Listed entries Block Start

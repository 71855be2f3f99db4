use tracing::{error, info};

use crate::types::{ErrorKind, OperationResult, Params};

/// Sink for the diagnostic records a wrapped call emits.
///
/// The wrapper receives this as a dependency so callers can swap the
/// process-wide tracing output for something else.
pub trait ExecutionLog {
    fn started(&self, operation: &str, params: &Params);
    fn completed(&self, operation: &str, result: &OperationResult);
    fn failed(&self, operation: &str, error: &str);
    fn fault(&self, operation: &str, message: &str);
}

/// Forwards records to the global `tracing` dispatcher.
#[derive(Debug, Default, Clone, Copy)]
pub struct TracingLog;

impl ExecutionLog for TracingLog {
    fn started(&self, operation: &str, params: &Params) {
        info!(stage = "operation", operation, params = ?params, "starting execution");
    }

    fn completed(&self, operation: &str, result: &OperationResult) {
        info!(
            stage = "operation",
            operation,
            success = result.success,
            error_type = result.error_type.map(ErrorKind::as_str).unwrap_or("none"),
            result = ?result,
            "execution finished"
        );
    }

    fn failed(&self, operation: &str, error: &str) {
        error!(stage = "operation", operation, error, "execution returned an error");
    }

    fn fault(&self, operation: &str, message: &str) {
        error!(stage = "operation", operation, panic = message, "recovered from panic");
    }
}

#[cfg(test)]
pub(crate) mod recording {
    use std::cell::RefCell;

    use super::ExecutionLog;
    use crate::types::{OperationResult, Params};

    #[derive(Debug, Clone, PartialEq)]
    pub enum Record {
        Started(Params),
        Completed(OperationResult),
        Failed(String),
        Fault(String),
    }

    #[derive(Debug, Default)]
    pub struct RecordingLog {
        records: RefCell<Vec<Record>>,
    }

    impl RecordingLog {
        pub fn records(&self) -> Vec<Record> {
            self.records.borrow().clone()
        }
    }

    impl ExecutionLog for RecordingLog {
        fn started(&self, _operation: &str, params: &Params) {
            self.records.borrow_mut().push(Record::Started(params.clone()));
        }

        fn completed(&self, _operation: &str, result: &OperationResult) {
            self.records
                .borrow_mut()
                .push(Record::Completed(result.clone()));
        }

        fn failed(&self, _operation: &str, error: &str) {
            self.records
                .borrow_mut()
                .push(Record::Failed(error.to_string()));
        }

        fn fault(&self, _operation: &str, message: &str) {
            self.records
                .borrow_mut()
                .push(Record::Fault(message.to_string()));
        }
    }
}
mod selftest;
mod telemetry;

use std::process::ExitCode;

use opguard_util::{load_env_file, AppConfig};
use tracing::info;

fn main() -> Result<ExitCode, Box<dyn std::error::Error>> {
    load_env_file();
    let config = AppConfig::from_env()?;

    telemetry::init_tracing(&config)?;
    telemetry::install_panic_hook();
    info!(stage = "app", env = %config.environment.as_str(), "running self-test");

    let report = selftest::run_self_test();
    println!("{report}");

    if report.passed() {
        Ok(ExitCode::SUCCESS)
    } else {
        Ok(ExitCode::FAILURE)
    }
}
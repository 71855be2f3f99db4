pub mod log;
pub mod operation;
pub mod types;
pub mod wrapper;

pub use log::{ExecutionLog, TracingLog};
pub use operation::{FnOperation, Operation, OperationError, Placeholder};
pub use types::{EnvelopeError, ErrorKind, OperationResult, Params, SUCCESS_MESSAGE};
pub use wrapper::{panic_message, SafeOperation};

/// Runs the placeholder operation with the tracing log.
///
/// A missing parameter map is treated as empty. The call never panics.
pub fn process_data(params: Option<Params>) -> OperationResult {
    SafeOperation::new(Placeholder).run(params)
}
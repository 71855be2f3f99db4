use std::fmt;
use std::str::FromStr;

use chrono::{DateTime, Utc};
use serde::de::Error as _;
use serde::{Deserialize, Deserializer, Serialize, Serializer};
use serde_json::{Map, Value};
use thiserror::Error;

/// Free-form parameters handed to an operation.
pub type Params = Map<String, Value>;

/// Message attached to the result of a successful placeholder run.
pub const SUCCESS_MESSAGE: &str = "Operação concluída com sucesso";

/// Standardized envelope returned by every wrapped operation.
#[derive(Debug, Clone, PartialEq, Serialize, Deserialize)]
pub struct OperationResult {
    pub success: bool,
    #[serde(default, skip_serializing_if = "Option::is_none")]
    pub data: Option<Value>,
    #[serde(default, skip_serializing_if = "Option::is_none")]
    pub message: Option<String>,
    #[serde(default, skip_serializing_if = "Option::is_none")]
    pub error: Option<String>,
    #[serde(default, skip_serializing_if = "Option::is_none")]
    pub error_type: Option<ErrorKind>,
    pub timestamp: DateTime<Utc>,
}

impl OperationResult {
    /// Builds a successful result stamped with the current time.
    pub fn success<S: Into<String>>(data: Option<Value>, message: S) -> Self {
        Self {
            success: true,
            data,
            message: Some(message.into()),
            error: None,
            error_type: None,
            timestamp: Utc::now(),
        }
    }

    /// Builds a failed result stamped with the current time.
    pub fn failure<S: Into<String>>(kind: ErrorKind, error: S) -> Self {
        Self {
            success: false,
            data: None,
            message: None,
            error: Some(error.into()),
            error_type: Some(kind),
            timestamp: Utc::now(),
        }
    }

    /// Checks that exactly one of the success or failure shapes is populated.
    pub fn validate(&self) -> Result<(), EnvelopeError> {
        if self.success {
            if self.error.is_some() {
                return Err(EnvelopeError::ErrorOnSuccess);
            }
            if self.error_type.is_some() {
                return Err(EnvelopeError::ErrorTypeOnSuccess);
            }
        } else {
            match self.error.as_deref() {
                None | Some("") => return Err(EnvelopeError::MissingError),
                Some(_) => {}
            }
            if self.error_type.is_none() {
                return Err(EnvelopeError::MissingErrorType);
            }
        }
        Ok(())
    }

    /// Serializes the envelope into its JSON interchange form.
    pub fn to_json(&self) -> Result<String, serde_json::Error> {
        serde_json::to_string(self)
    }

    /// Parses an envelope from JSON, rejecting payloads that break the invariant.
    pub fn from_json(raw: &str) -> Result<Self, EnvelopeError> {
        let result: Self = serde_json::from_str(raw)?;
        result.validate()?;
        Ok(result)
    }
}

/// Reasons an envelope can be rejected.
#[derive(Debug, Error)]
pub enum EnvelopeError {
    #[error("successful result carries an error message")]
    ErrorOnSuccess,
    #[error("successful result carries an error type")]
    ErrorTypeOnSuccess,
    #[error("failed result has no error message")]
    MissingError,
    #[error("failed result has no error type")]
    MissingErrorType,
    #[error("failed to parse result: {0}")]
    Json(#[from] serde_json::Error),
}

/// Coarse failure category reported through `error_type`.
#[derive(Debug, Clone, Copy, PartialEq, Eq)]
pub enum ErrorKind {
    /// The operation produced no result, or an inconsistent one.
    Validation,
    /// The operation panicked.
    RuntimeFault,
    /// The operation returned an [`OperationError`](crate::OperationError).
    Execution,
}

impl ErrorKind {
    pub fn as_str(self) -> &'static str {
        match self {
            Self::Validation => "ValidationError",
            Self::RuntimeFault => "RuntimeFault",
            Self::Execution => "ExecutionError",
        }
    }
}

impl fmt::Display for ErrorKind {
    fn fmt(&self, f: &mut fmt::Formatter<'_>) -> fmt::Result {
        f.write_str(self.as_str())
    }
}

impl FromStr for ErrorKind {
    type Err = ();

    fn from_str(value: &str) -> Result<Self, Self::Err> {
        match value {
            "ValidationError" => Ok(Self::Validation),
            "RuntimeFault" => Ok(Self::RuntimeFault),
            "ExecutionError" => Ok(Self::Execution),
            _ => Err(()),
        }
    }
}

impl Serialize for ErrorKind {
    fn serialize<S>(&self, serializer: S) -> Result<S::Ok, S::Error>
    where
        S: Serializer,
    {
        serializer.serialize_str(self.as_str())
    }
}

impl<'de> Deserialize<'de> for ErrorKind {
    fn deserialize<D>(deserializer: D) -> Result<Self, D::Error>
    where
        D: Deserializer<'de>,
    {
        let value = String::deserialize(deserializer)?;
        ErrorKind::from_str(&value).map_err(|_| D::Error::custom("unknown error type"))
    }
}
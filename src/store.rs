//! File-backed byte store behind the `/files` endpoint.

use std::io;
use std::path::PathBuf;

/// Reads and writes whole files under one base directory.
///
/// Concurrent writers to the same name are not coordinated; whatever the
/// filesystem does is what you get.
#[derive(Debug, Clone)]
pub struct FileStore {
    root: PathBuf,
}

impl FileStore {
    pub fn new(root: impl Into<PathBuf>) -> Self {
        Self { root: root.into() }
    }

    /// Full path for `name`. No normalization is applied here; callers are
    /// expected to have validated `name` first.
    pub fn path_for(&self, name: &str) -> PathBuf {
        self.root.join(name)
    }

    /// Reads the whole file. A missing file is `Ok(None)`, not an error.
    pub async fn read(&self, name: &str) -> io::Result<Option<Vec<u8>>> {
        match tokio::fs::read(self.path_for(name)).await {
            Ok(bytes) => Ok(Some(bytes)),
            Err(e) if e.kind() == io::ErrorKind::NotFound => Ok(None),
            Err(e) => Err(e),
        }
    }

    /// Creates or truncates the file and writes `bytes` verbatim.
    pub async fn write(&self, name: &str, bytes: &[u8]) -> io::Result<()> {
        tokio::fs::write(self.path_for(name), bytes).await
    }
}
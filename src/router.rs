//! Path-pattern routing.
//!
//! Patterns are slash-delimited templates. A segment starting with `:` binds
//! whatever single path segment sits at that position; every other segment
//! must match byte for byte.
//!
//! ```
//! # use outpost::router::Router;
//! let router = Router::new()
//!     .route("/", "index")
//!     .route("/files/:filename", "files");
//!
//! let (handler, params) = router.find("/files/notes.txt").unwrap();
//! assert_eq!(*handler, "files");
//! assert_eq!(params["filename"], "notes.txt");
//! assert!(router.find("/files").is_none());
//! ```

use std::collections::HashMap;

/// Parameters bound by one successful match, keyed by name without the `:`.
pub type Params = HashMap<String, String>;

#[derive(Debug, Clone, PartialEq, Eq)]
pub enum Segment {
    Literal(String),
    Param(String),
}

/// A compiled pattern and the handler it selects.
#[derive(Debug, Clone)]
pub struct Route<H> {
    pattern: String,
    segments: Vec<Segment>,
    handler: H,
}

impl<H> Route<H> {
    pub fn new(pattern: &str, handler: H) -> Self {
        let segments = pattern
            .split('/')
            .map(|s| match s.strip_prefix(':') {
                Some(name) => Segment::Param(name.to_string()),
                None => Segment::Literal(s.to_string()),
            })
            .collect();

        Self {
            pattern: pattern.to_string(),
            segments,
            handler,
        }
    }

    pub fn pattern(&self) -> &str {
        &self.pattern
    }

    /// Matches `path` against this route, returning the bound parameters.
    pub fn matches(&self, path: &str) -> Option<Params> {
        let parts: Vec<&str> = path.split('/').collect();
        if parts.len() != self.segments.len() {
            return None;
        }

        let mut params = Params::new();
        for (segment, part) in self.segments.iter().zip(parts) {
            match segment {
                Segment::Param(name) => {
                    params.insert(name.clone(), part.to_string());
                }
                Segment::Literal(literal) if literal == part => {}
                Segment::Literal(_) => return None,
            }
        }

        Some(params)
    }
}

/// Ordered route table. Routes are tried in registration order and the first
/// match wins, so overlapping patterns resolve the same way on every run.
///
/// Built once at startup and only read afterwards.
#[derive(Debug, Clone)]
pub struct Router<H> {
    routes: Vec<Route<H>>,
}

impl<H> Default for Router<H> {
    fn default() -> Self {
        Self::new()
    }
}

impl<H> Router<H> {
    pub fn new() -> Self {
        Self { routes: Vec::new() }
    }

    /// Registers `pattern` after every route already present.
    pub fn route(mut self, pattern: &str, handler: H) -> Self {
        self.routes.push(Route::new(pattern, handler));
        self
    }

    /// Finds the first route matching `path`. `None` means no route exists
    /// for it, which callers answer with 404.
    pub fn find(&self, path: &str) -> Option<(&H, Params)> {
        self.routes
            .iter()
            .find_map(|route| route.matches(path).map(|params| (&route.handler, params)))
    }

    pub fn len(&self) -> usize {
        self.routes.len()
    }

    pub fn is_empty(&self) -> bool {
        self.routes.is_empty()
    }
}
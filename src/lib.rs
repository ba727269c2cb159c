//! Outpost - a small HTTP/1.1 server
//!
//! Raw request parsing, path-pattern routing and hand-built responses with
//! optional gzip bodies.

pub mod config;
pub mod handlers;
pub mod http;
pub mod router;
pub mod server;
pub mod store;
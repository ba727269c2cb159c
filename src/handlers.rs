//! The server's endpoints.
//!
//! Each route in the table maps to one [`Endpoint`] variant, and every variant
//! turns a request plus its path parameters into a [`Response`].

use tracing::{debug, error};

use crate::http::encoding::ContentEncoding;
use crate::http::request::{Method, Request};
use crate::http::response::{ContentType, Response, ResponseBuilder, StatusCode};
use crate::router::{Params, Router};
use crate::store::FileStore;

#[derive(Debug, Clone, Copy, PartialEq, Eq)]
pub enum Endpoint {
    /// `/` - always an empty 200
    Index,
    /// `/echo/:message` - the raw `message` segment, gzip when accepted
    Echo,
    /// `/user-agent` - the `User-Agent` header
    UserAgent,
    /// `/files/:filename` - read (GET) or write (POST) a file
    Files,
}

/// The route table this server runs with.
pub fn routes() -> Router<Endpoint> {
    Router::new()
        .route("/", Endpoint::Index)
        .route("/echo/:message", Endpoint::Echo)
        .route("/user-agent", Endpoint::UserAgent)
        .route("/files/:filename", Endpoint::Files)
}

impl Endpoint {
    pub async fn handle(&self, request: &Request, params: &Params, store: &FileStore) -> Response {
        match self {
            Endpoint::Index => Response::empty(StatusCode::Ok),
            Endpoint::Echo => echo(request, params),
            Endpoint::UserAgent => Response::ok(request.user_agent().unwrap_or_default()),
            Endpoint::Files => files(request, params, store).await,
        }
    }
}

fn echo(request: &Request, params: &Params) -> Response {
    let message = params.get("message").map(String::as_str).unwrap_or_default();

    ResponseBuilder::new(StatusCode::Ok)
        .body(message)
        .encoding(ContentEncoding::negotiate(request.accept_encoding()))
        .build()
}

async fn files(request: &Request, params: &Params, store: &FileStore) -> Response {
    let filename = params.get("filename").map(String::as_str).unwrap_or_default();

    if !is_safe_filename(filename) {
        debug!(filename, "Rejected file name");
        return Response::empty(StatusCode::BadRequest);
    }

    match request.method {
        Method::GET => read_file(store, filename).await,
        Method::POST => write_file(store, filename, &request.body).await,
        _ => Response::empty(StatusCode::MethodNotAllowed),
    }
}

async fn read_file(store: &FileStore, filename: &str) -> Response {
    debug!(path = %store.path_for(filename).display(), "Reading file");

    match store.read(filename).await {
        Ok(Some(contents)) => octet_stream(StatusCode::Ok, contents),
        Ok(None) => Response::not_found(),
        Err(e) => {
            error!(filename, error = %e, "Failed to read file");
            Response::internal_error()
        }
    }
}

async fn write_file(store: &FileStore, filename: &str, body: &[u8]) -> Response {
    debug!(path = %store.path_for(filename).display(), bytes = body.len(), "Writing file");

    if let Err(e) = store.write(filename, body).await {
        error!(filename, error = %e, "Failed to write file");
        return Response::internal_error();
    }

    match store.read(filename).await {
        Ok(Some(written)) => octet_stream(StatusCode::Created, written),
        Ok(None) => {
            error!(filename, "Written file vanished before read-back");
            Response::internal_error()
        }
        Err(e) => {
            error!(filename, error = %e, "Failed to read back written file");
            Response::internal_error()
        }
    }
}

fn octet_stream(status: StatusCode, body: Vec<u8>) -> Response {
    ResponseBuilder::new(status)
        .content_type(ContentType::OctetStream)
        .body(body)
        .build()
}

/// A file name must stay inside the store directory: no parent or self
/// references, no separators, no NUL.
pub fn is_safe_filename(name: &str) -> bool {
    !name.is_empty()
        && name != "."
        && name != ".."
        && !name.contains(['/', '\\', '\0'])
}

Listed entries Block End

**Task directions**
Only one number is wanted: how many lines of the data above include the word "notes".

**Output of the exercise**
2